Iberico pigs eat up to 10kg of acorns a day

Iberico pigs are voracious. When they know acorns are in season they go wild. They can choke down 10 kg of acorns a day and wash that down with another 2kg of grass. An average pig weighs about 100kg, which means they eat 12% of their body weight every day. 

A free-range pig like this can gain up to 800g a day. This way after 80 days of free-range they can gain up to 60kg before they are harvested. 

And keeping that weight on isn’t easy considering the pigs walk at least 6 km every day, during the winter months in search of food.  

Only 1.25 pigs are allowed per hectare of Oak Grove

This number may vary from year to year depending on the acorn production and if there is enough food to accommodate more pigs, but to ensure the best meat possible these pigs are treated like royalty until they are ready for harvest. 

The way this number is calculated is very complicated. It takes into account the number of trees, weather patterns, rainfall, etc. But the basic rule of thumb is that each pig should be able to have at least 1.000 kg of acorns all to themselves. 

A free-range pig like this can gain up to 800g a day. This way after 80 days of free-range they can gain up to 60kg before they are harvested. 

And keeping that weight on isn’t easy considering the pigs walk at least 6 km every day, during the winter months in search of food.  

Iberico ham is extremely healthy

It is odd to think that something so delicious and opulent can be healthy, but it is. 

Iberico pork has a much higher amount of monounsaturated fatty acids than regular pork. Without getting too scientific about it, 100% Iberian acorn feed pork is the best example of “good cholesterol” you can find in nature. It is also:

  • A very high-quality protein source.
  • It provides a high quantity of iron in comparison to other pork.
  • It is rich in vitamins.
  • Very low in salt.
  • It has a very high volume of natural antioxidants.
  • It is possibly one of the most complete and energy-balanced foods in the Mediterranean diet.

There is a difference between the front legs and the hind legs

 Jamon refers exclusively to the hind legs of the animal.

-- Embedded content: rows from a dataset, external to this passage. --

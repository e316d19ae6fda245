//! Book-Ticker Frame Decoding
//!
//! Decodes the Binance `<symbol>@bookTicker` stream payload. The venue uses
//! single-letter field names and string-encoded decimals.

use rust_decimal::Decimal;
use serde::Deserialize;

/// One top-of-book update as the venue encodes it.
#[derive(Debug, Clone, Deserialize)]
pub struct BookTickerFrame {
    /// Order book update id.
    #[serde(rename = "u")]
    pub update_id: u64,
    /// Symbol in venue notation (e.g. "BTCUSDT").
    #[serde(rename = "s")]
    pub symbol: String,
    /// Best bid price.
    #[serde(rename = "b", with = "rust_decimal::serde::str")]
    pub best_bid: Decimal,
    /// Best bid quantity.
    #[serde(rename = "B", with = "rust_decimal::serde::str")]
    pub bid_qty: Decimal,
    /// Best ask price.
    #[serde(rename = "a", with = "rust_decimal::serde::str")]
    pub best_ask: Decimal,
    /// Best ask quantity.
    #[serde(rename = "A", with = "rust_decimal::serde::str")]
    pub ask_qty: Decimal,
}

/// Errors from decoding a frame.
#[derive(Debug, thiserror::Error)]
pub enum CodecError {
    /// The payload was not a valid book-ticker frame.
    #[error("malformed book-ticker frame: {0}")]
    Malformed(#[from] serde_json::Error),
}

/// Decode a raw text payload into a book-ticker frame.
///
/// # Errors
///
/// Returns [`CodecError::Malformed`] when the payload is not valid JSON or
/// is missing required fields.
pub fn decode_frame(payload: &str) -> Result<BookTickerFrame, CodecError> {
    Ok(serde_json::from_str(payload)?)
}

#[cfg(test)]
mod tests {
    use super::*;

    const SAMPLE: &str = r#"{
        "u": 400900217,
        "s": "BTCUSDT",
        "b": "50000.00000000",
        "B": "31.21000000",
        "a": "50001.00000000",
        "A": "40.66000000"
    }"#;

    #[test]
    fn decodes_book_ticker_payload() {
        let frame = decode_frame(SAMPLE).unwrap();
        assert_eq!(frame.update_id, 400_900_217);
        assert_eq!(frame.symbol, "BTCUSDT");
        assert_eq!(frame.best_bid, Decimal::from(50_000));
        assert_eq!(frame.best_ask, Decimal::from(50_001));
        assert_eq!(frame.bid_qty, Decimal::new(31_21, 2));
        assert_eq!(frame.ask_qty, Decimal::new(40_66, 2));
    }

    #[test]
    fn rejects_non_json() {
        assert!(decode_frame("not json").is_err());
    }

    #[test]
    fn rejects_missing_fields() {
        assert!(decode_frame(r#"{"u": 1, "s": "BTCUSDT"}"#).is_err());
    }

    #[test]
    fn rejects_non_numeric_price() {
        let payload = r#"{"u":1,"s":"BTCUSDT","b":"abc","B":"1","a":"2","A":"1"}"#;
        assert!(decode_frame(payload).is_err());
    }
}
// src/routes/hub.rs
use axum::{Json, extract::State};
use serde_json::Value;

use crate::{error::AppError, state::SharedState};

pub async fn states_handler(State(state): State<SharedState>) -> Result<Json<Value>, AppError> {
    let states = state.hub.fetch_states().await.map_err(AppError::HubApi)?;
    Ok(Json(states))
}
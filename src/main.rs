use std::sync::Arc;

use anyhow::Context;
use tokio::sync::mpsc;
use tracing::info;
use tracing_subscriber::EnvFilter;

use ha_relay::config::Config;
use ha_relay::message::HubEvent;
use ha_relay::routes;
use ha_relay::services::event_stream;
use ha_relay::state::AppState;

#[tokio::main]
async fn main() -> anyhow::Result<()> {
    tracing_subscriber::fmt()
        .with_env_filter(
            EnvFilter::try_from_default_env()
                .unwrap_or_else(|_| EnvFilter::new("ha_relay=info,tower_http=info")),
        )
        .init();

    let config = Config::from_env();
    let state = Arc::new(AppState::new(&config));

    let app = routes::create_router().with_state(state);

    let addr = config.listen_addr();
    let listener = tokio::net::TcpListener::bind(addr)
        .await
        .with_context(|| format!("failed to bind {addr}"))?;

    let (events_tx, events_rx) = mpsc::unbounded_channel();
    event_stream::spawn(config.hub.ws_url.clone(), config.hub.token.clone(), events_tx);
    tokio::spawn(log_events(events_rx));

    info!("relay running at http://localhost:{}", addr.port());
    axum::serve(listener, app).await?;
    Ok(())
}

async fn log_events(mut events: mpsc::UnboundedReceiver<HubEvent>) {
    while let Some(event) = events.recv().await {
        info!(
            entity_id = event.entity_id().unwrap_or("?"),
            new_state = event.new_state().unwrap_or("?"),
            "state changed"
        );
    }
}
// src/services/hub_client.rs
use serde_json::Value;

use crate::config::HubConfig;
use crate::error::ClientError;

#[derive(Clone, Debug)]
pub struct HubClient {
    http: reqwest::Client,
    base_url: String,
    token: String,
}

impl HubClient {
    pub fn new(config: &HubConfig) -> Self {
        Self {
            http: reqwest::Client::new(),
            base_url: config.base_url.trim_end_matches('/').to_string(),
            token: config.token.clone(),
        }
    }

    /// Current state of every entity, as returned by `GET /api/states`.
    pub async fn fetch_states(&self) -> Result<Value, ClientError> {
        let response = self
            .http
            .get(format!("{}/api/states", self.base_url))
            .bearer_auth(&self.token)
            .send()
            .await?
            .error_for_status()?;

        Ok(response.json().await?)
    }
}
// src/routes/mod.rs
pub mod chat;
pub mod hub;

use std::path::Path;

use crate::config::PUBLIC_DIR;
use crate::state::SharedState;
use axum::{
    Router,
    routing::{get, post},
};
use chat::chat_handler;
use hub::states_handler;
use tower_http::cors::CorsLayer;
use tower_http::services::{ServeDir, ServeFile};
use tower_http::trace::TraceLayer;

pub fn create_router() -> Router<SharedState> {
    let public = Path::new(PUBLIC_DIR);

    Router::new()
        .route_service("/", ServeFile::new(public.join("index.html")))
        .route("/api/chat", post(chat_handler))
        .route("/api/states", get(states_handler))
        .fallback_service(ServeDir::new(public))
        .layer(CorsLayer::very_permissive())
        .layer(TraceLayer::new_for_http())
}
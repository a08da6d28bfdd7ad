// src/routes/chat.rs
use axum::{
    Json,
    extract::{State, rejection::JsonRejection},
};
use serde_json::Value;

use crate::{error::AppError, message::ChatRequest, state::SharedState};

pub async fn chat_handler(
    State(state): State<SharedState>,
    payload: Result<Json<ChatRequest>, JsonRejection>,
) -> Result<Json<Value>, AppError> {
    // A bad body is forwarded like an empty one; the provider decides.
    let request = match payload {
        Ok(Json(request)) => request,
        Err(rejection) => {
            tracing::debug!(%rejection, "unreadable chat body");
            ChatRequest::default()
        }
    };

    let reply = state
        .ai
        .send_message(request.message.as_deref())
        .await
        .map_err(AppError::AiApi)?;

    Ok(Json(reply))
}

Paleta refers to the front legs, and the fact is that they are vastly different when it comes to ham.

The two have different muscular structures and completely different morphology. They also absorb slat differently and have different fat deposits. 

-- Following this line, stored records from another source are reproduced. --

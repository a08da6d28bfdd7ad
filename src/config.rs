// src/config.rs
use std::net::{Ipv4Addr, SocketAddr};

use tracing::warn;

pub const MODEL_ID: &str = "deepseek-ai/DeepSeek-R1";
pub const PORT: u16 = 3000;
pub const PUBLIC_DIR: &str = "public";

#[derive(Clone, Debug, Default)]
pub struct AiConfig {
    /// Base URL of the completion API, e.g. `https://api.intelligence.io.solutions/api/v1`
    pub base_url: String,
    /// Sent verbatim as the `Authorization` header.
    pub api_key: String,
}

#[derive(Clone, Debug, Default)]
pub struct HubConfig {
    /// REST base, e.g. `http://homeassistant.local:8123`
    pub base_url: String,
    pub token: String,
    /// e.g. `ws://homeassistant.local:8123/api/websocket`
    pub ws_url: String,
}

#[derive(Clone, Debug, Default)]
pub struct Config {
    pub ai: AiConfig,
    pub hub: HubConfig,
}

impl Config {
    /// Load `.env` (if any) and read the process environment.
    pub fn from_env() -> Self {
        dotenvy::dotenv().ok();
        Self::from_lookup(|key| std::env::var(key).ok())
    }

    // Missing values are left empty; requests will fail upstream instead.
    pub fn from_lookup(lookup: impl Fn(&str) -> Option<String>) -> Self {
        let read = |key: &str| {
            lookup(key).unwrap_or_else(|| {
                warn!("{} is not set", key);
                String::new()
            })
        };

        Self {
            ai: AiConfig {
                base_url: read("AI_API_URL"),
                api_key: read("AI_API_KEY"),
            },
            hub: HubConfig {
                base_url: read("HA_URL"),
                token: read("HA_TOKEN"),
                ws_url: read("HA_WS_URL"),
            },
        }
    }

    pub fn listen_addr(&self) -> SocketAddr {
        SocketAddr::from((Ipv4Addr::UNSPECIFIED, PORT))
    }
}
// src/error.rs
use axum::{
    Json,
    http::StatusCode,
    response::{IntoResponse, Response},
};
use thiserror::Error;
use tokio_tungstenite::tungstenite;

use crate::message::ErrorBody;

/// Failure talking to one of the upstream services.
#[derive(Debug, Error)]
pub enum ClientError {
    #[error("http request failed: {0}")]
    Http(#[from] reqwest::Error),
    #[error("websocket failure: {0}")]
    WebSocket(#[from] Box<tungstenite::Error>),
    #[error("invalid json: {0}")]
    Json(#[from] serde_json::Error),
}

impl From<tungstenite::Error> for ClientError {
    fn from(err: tungstenite::Error) -> Self {
        ClientError::WebSocket(Box::new(err))
    }
}

#[derive(Debug, Error)]
pub enum AppError {
    #[error("AI API error")]
    AiApi(#[source] ClientError),
    #[error("Home Assistant API error")]
    HubApi(#[source] ClientError),
}

impl IntoResponse for AppError {
    fn into_response(self) -> Response {
        // Upstream detail stays in the server log.
        match &self {
            AppError::AiApi(source) => tracing::error!(error = %source, "AI request failed"),
            AppError::HubApi(source) => tracing::error!(error = %source, "hub request failed"),
        }

        let body = ErrorBody {
            error: self.to_string(),
        };
        (StatusCode::INTERNAL_SERVER_ERROR, Json(body)).into_response()
    }
}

Paleta is usually described as more flavorful, because of its capacity to draw in slat in the curing process. Jamón on the other hand is described as juicier because of the high volume of intramuscular fat that it accumulates as the pig is feeding.

Both are absolutely delicious. It’s just up to you to decide which you prefer. 

3 Million Iberico Pigs are produced every year

Spain produces over 50 million pigs every year. Only 3 million can be designated as Iberico Pigs:

  • Of these 60% end up being Cebo pigs with a white tag. 
  • 20% will be designated with the green tag
  • Just over 10% will receive the red tag 
  • and just under 10% will receive the coveted black tag. 

The crystals that form inside the ham are a sign of high quality

First off, maybe you didn’t know that when you cut open an Iberico ham, you should find some small crystal formations within the muscles. People often think these are impurities or that that shouldn’t be there for some reason, but this is not the case.

In fact, the crystals are a good sign. These small white spots are actually a crystallization of an amino acid called tiroxina that appears while the proteins are maturing. 

 

The left leg is tastier than the right…is a myth

There is a myth that says that the left leg of an Iberico pig is tastier than the right, which just isn’t true. the rumor got started because people believed that Iberico pigs only slept on their right side, which also meant that they would get up using their right legs, making them slightly more muscular and tougher.

None of this is true of course. Iberico pigs sleep however they please, and there is 0 evidence that points to this being true. The only reason for differentiating between one or the other is which is easier for you to slice at home.